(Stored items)
####################

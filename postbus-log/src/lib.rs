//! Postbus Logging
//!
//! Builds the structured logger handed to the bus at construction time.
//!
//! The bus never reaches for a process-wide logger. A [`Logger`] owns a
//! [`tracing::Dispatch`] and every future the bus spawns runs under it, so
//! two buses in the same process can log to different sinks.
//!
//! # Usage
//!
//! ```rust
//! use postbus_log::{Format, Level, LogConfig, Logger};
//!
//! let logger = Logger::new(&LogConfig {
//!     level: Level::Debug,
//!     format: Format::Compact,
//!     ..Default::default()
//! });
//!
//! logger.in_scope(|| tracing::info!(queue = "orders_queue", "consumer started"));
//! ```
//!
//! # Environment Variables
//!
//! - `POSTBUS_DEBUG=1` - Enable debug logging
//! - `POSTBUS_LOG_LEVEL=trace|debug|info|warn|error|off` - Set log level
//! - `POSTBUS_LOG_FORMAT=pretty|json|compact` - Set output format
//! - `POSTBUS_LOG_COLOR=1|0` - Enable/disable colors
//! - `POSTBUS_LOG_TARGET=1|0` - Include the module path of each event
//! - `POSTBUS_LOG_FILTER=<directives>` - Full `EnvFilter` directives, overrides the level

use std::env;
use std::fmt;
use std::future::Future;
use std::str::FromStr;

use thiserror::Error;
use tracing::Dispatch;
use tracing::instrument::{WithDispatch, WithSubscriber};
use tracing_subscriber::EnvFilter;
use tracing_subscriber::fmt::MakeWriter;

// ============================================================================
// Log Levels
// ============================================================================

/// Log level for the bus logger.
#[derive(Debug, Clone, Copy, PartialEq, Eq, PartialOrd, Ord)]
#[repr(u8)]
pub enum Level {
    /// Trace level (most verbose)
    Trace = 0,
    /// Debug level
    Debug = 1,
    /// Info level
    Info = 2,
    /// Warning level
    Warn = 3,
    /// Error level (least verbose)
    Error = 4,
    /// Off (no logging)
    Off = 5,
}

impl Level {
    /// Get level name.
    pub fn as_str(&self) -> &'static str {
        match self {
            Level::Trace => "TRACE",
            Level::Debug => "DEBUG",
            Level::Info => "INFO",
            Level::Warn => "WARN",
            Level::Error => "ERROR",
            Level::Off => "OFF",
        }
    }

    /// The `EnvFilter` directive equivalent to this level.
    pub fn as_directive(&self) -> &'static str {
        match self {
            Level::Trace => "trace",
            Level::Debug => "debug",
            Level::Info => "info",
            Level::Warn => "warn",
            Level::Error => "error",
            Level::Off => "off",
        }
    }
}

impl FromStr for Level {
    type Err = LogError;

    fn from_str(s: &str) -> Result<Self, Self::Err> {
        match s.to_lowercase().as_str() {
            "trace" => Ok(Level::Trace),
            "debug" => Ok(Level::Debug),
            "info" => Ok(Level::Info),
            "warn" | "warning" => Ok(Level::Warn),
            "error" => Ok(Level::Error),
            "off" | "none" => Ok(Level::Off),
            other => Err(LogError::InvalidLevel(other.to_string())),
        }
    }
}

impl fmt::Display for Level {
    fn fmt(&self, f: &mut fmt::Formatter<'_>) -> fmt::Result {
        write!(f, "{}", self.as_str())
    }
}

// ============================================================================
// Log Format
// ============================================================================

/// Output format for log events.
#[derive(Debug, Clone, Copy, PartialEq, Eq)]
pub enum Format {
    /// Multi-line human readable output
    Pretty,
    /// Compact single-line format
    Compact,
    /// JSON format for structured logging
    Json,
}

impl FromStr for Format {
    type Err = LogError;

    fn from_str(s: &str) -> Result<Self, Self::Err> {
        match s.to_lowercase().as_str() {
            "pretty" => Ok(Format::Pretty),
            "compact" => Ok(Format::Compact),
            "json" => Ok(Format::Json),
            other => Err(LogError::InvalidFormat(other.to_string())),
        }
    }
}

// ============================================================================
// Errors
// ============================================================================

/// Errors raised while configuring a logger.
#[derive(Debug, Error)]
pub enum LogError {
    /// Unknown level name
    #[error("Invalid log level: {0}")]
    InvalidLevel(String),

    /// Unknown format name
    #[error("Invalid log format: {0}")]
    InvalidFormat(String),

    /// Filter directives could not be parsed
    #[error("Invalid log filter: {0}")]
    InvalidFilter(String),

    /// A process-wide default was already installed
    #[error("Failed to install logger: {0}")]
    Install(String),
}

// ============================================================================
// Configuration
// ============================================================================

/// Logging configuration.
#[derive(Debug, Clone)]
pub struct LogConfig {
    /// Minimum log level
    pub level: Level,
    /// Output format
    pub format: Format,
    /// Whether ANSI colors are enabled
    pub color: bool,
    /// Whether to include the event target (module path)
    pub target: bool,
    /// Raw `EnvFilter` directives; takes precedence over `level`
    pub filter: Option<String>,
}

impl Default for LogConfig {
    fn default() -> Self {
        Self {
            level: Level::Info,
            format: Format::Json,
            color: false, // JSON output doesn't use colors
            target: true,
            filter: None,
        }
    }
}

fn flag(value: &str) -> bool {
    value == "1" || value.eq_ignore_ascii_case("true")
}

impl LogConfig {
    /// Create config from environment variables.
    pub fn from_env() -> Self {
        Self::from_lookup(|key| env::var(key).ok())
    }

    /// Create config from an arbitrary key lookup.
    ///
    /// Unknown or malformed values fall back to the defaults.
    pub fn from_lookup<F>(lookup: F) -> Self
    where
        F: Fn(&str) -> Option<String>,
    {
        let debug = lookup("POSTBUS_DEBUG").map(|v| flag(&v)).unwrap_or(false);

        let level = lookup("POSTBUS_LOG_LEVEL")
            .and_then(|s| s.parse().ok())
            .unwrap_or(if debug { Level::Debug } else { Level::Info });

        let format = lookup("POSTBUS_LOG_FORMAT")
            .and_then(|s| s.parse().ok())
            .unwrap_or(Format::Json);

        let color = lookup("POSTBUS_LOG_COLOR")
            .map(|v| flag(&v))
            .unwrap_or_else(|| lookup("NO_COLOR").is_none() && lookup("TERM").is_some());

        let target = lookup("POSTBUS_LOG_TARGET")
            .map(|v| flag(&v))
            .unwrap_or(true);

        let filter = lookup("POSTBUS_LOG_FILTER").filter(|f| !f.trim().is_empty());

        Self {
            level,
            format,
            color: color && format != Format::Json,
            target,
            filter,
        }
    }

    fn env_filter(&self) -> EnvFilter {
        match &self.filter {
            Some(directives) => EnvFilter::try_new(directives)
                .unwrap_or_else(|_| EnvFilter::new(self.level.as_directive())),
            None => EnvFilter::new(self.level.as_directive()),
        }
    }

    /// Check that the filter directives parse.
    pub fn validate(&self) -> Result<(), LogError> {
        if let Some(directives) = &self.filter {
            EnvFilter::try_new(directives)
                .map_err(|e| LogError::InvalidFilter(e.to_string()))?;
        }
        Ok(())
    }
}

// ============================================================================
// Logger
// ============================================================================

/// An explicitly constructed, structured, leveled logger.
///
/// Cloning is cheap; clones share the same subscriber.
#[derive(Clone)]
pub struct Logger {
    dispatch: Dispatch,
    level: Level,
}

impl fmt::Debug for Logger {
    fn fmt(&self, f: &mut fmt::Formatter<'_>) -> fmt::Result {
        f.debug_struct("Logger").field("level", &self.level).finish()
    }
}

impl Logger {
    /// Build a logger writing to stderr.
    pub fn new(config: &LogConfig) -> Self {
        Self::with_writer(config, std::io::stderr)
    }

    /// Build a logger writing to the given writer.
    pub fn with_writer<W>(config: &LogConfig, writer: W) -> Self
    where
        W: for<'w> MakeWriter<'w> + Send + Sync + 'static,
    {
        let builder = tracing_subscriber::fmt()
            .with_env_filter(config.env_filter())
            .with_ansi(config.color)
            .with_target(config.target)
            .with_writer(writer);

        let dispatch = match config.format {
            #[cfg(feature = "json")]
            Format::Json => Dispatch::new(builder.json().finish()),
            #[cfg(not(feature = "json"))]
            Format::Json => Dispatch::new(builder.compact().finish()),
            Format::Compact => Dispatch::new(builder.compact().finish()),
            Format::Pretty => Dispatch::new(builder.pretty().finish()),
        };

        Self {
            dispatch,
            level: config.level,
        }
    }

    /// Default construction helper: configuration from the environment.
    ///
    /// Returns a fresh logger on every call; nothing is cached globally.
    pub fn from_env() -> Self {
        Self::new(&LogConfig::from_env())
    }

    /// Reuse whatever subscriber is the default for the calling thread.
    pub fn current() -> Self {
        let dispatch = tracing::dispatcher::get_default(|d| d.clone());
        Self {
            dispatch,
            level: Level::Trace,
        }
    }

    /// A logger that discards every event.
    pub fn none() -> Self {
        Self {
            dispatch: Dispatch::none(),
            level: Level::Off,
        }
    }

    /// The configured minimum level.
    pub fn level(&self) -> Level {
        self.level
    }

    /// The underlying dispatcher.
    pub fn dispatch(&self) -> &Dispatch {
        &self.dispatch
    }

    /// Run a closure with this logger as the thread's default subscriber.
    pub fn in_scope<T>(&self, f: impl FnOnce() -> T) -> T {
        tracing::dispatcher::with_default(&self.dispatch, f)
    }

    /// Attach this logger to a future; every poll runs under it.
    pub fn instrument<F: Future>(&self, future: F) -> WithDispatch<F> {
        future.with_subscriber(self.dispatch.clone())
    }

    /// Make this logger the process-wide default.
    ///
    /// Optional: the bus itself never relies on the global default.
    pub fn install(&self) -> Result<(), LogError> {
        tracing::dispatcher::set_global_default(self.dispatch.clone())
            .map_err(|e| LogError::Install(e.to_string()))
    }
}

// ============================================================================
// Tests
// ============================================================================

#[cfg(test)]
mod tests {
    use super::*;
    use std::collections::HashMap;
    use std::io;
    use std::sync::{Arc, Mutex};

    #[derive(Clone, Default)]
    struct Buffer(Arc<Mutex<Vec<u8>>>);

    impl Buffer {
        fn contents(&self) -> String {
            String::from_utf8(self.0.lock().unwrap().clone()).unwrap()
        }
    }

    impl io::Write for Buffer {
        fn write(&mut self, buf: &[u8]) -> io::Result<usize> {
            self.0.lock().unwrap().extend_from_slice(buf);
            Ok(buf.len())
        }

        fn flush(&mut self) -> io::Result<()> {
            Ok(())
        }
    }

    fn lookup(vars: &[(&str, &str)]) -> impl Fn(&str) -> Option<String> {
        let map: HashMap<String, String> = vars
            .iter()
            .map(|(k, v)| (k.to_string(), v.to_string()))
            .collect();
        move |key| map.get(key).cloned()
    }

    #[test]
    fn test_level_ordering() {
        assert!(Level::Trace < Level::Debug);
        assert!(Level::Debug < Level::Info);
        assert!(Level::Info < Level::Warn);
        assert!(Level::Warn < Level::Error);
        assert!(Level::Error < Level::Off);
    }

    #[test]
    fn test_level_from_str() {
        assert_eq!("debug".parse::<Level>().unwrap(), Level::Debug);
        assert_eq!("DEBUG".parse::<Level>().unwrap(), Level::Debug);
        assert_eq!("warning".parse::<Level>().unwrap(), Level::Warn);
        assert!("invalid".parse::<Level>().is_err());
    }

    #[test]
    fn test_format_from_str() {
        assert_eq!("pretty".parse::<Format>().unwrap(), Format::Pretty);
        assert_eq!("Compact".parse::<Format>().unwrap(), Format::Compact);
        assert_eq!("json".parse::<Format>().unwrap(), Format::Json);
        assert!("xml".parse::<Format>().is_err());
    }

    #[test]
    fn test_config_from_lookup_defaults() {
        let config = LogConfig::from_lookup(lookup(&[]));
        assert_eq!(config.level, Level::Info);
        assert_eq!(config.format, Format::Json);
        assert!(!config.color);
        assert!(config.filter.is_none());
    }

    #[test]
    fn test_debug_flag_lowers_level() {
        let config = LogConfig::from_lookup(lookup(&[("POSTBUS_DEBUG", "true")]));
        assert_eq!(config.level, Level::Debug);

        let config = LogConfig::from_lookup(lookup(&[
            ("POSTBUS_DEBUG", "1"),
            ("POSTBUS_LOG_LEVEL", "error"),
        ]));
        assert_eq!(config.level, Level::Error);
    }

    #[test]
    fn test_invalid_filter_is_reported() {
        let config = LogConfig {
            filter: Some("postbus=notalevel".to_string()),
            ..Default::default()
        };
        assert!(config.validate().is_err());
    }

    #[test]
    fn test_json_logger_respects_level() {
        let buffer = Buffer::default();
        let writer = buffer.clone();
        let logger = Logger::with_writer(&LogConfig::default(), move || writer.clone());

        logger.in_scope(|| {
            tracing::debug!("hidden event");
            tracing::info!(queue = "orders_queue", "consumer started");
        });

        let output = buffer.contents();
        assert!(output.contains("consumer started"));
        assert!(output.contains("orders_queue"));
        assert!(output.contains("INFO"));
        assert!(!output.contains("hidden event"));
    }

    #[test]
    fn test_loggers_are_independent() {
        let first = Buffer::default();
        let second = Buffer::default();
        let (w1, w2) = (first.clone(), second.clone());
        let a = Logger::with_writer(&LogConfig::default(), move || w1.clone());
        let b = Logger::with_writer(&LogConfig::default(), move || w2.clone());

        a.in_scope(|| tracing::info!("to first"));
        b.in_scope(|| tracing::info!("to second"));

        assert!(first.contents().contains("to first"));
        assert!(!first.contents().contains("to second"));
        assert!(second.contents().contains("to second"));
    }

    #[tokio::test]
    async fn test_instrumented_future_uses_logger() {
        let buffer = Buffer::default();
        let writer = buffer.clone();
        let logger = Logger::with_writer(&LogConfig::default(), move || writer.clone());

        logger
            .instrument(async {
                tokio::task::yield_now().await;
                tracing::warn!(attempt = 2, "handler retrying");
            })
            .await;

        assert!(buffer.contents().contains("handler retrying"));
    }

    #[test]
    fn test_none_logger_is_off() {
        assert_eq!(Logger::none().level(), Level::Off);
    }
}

####################

#### [REQUIRED WORK]
Which lines above run from the one containing "to the defaults." down to the one containing "pub fn new(config: &LogConfig)"? Repeat exactly those, both ends included, and nothing else.

#### [OUTPUT FOR THIS TASK]
    /// Unknown or malformed values fall back to the defaults.
    pub fn from_lookup<F>(lookup: F) -> Self
    where
        F: Fn(&str) -> Option<String>,
    {
        let debug = lookup("POSTBUS_DEBUG").map(|v| flag(&v)).unwrap_or(false);

        let level = lookup("POSTBUS_LOG_LEVEL")
            .and_then(|s| s.parse().ok())
            .unwrap_or(if debug { Level::Debug } else { Level::Info });

        let format = lookup("POSTBUS_LOG_FORMAT")
            .and_then(|s| s.parse().ok())
            .unwrap_or(Format::Json);

        let color = lookup("POSTBUS_LOG_COLOR")
            .map(|v| flag(&v))
            .unwrap_or_else(|| lookup("NO_COLOR").is_none() && lookup("TERM").is_some());

        let target = lookup("POSTBUS_LOG_TARGET")
            .map(|v| flag(&v))
            .unwrap_or(true);

        let filter = lookup("POSTBUS_LOG_FILTER").filter(|f| !f.trim().is_empty());

        Self {
            level,
            format,
            color: color && format != Format::Json,
            target,
            filter,
        }
    }

    fn env_filter(&self) -> EnvFilter {
        match &self.filter {
            Some(directives) => EnvFilter::try_new(directives)
                .unwrap_or_else(|_| EnvFilter::new(self.level.as_directive())),
            None => EnvFilter::new(self.level.as_directive()),
        }
    }

    /// Check that the filter directives parse.
    pub fn validate(&self) -> Result<(), LogError> {
        if let Some(directives) = &self.filter {
            EnvFilter::try_new(directives)
                .map_err(|e| LogError::InvalidFilter(e.to_string()))?;
        }
        Ok(())
    }
}

// ============================================================================
// Logger
// ============================================================================

/// An explicitly constructed, structured, leveled logger.
///
/// Cloning is cheap; clones share the same subscriber.
#[derive(Clone)]
pub struct Logger {
    dispatch: Dispatch,
    level: Level,
}

impl fmt::Debug for Logger {
    fn fmt(&self, f: &mut fmt::Formatter<'_>) -> fmt::Result {
        f.debug_struct("Logger").field("level", &self.level).finish()
    }
}

impl Logger {
    /// Build a logger writing to stderr.
    pub fn new(config: &LogConfig) -> Self {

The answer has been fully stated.